Dataset entries:
★ ★ ★ ★ ★

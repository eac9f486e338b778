//! Check command implementation.
//!
//! Validates system requirements and configuration.

use anyhow::{bail, Result};
use herakles_procstat::{Host, Process};
use std::time::Duration;

use crate::commands::host_for;
use crate::config::{validate_effective_config, Config};
use crate::startup_checks::validate_requirements;

/// Exercises every handle operation on one process; returns the failures.
fn probe_handle(host: &Host, pid: u32) -> Vec<String> {
    let mut failures = Vec::new();
    let mut p = match Process::new(pid, host.clone()) {
        Ok(p) => p,
        Err(e) => return vec![format!("open: {e}")],
    };

    if let Err(e) = p.status() {
        failures.push(format!("status: {e}"));
    }
    if let Err(e) = p.times() {
        failures.push(format!("times: {e}"));
    }
    if let Err(e) = p.create_time() {
        failures.push(format!("create_time: {e}"));
    }
    if let Err(e) = p.memory_info() {
        failures.push(format!("memory_info: {e}"));
    }
    if let Err(e) = p.cpu_percent(Duration::ZERO) {
        failures.push(format!("cpu_percent: {e}"));
    }
    if let Err(e) = p.ancestors() {
        failures.push(format!("ancestors: {e}"));
    }
    failures
}

/// Validates system requirements and configuration.
pub fn command_check(config: &Config) -> Result<()> {
    println!("🔍 Herakles Procstat - System Check");
    println!("===================================");

    let mut all_ok = true;
    let root = config.proc_root();

    println!("\n📁 Checking procfs at {}...", root.display());
    match validate_requirements(&root) {
        Ok(()) => println!("   ✅ procfs readable, boot time and stat records available"),
        Err(e) => {
            println!("   ❌ {}", e);
            all_ok = false;
        }
    }

    println!("\n🧪 Checking process handle operations...");
    match host_for(config).and_then(|host| {
        let pids = host.enumeration().list_pids()?;
        Ok((host, pids))
    }) {
        Ok((host, pids)) => {
            println!("   ✅ {} processes enumerated", pids.len());
            let pid = if pids.contains(&std::process::id()) {
                Some(std::process::id())
            } else {
                pids.first().copied()
            };
            match pid {
                Some(pid) => {
                    let failures = probe_handle(&host, pid);
                    if failures.is_empty() {
                        println!("   ✅ All handle operations succeed on pid {}", pid);
                    } else {
                        for f in &failures {
                            println!("   ❌ pid {}: {}", pid, f);
                        }
                        all_ok = false;
                    }
                }
                None => println!("   ⚠️  No processes to probe"),
            }
        }
        Err(e) => {
            println!("   ❌ {}", e);
            all_ok = false;
        }
    }

    // Check configuration
    println!("\n⚙️  Checking configuration...");
    match validate_effective_config(config) {
        Ok(_) => {
            println!("   ✅ Configuration is valid");
        }
        Err(e) => {
            println!("   ❌ Configuration invalid: {}", e);
            all_ok = false;
        }
    }

    println!("\n📋 Summary:");
    if all_ok {
        println!("   ✅ All checks passed - system is ready");
        Ok(())
    } else {
        println!("   ❌ Some checks failed - please review warnings");
        bail!("system check failed");
    }
}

★ ★ ★ ★ ★

Exercise instructions -
So that nothing is lost, write out each record exactly as it appears above.

Completed exercise -
repository eac9f486e338b778
//! Check command implementation.
//!
//! Validates system requirements and configuration.

use anyhow::{bail, Result};
use herakles_procstat::{Host, Process};
use std::time::Duration;

use crate::commands::host_for;
use crate::config::{validate_effective_config, Config};
use crate::startup_checks::validate_requirements;

/// Exercises every handle operation on one process; returns the failures.
fn probe_handle(host: &Host, pid: u32) -> Vec<String> {
    let mut failures = Vec::new();
    let mut p = match Process::new(pid, host.clone()) {
        Ok(p) => p,
        Err(e) => return vec![format!("open: {e}")],
    };

    if let Err(e) = p.status() {
        failures.push(format!("status: {e}"));
    }
    if let Err(e) = p.times() {
        failures.push(format!("times: {e}"));
    }
    if let Err(e) = p.create_time() {
        failures.push(format!("create_time: {e}"));
    }
    if let Err(e) = p.memory_info() {
        failures.push(format!("memory_info: {e}"));
    }
    if let Err(e) = p.cpu_percent(Duration::ZERO) {
        failures.push(format!("cpu_percent: {e}"));
    }
    if let Err(e) = p.ancestors() {
        failures.push(format!("ancestors: {e}"));
    }
    failures
}

/// Validates system requirements and configuration.
pub fn command_check(config: &Config) -> Result<()> {
    println!("🔍 Herakles Procstat - System Check");
    println!("===================================");

    let mut all_ok = true;
    let root = config.proc_root();

    println!("\n📁 Checking procfs at {}...", root.display());
    match validate_requirements(&root) {
        Ok(()) => println!("   ✅ procfs readable, boot time and stat records available"),
        Err(e) => {
            println!("   ❌ {}", e);
            all_ok = false;
        }
    }

    println!("\n🧪 Checking process handle operations...");
    match host_for(config).and_then(|host| {
        let pids = host.enumeration().list_pids()?;
        Ok((host, pids))
    }) {
        Ok((host, pids)) => {
            println!("   ✅ {} processes enumerated", pids.len());
            let pid = if pids.contains(&std::process::id()) {
                Some(std::process::id())
            } else {
                pids.first().copied()
            };
            match pid {
                Some(pid) => {
                    let failures = probe_handle(&host, pid);
                    if failures.is_empty() {
                        println!("   ✅ All handle operations succeed on pid {}", pid);
                    } else {
                        for f in &failures {
                            println!("   ❌ pid {}: {}", pid, f);
                        }
                        all_ok = false;
                    }
                }
                None => println!("   ⚠️  No processes to probe"),
            }
        }
        Err(e) => {
            println!("   ❌ {}", e);
            all_ok = false;
        }
    }

    // Check configuration
    println!("\n⚙️  Checking configuration...");
    match validate_effective_config(config) {
        Ok(_) => {
            println!("   ✅ Configuration is valid");
        }
        Err(e) => {
            println!("   ❌ Configuration invalid: {}", e);
            all_ok = false;
        }
    }

    println!("\n📋 Summary:");
    if all_ok {
        println!("   ✅ All checks passed - system is ready");
        Ok(())
    } else {
        println!("   ❌ Some checks failed - please review warnings");
        bail!("system check failed");
    }
}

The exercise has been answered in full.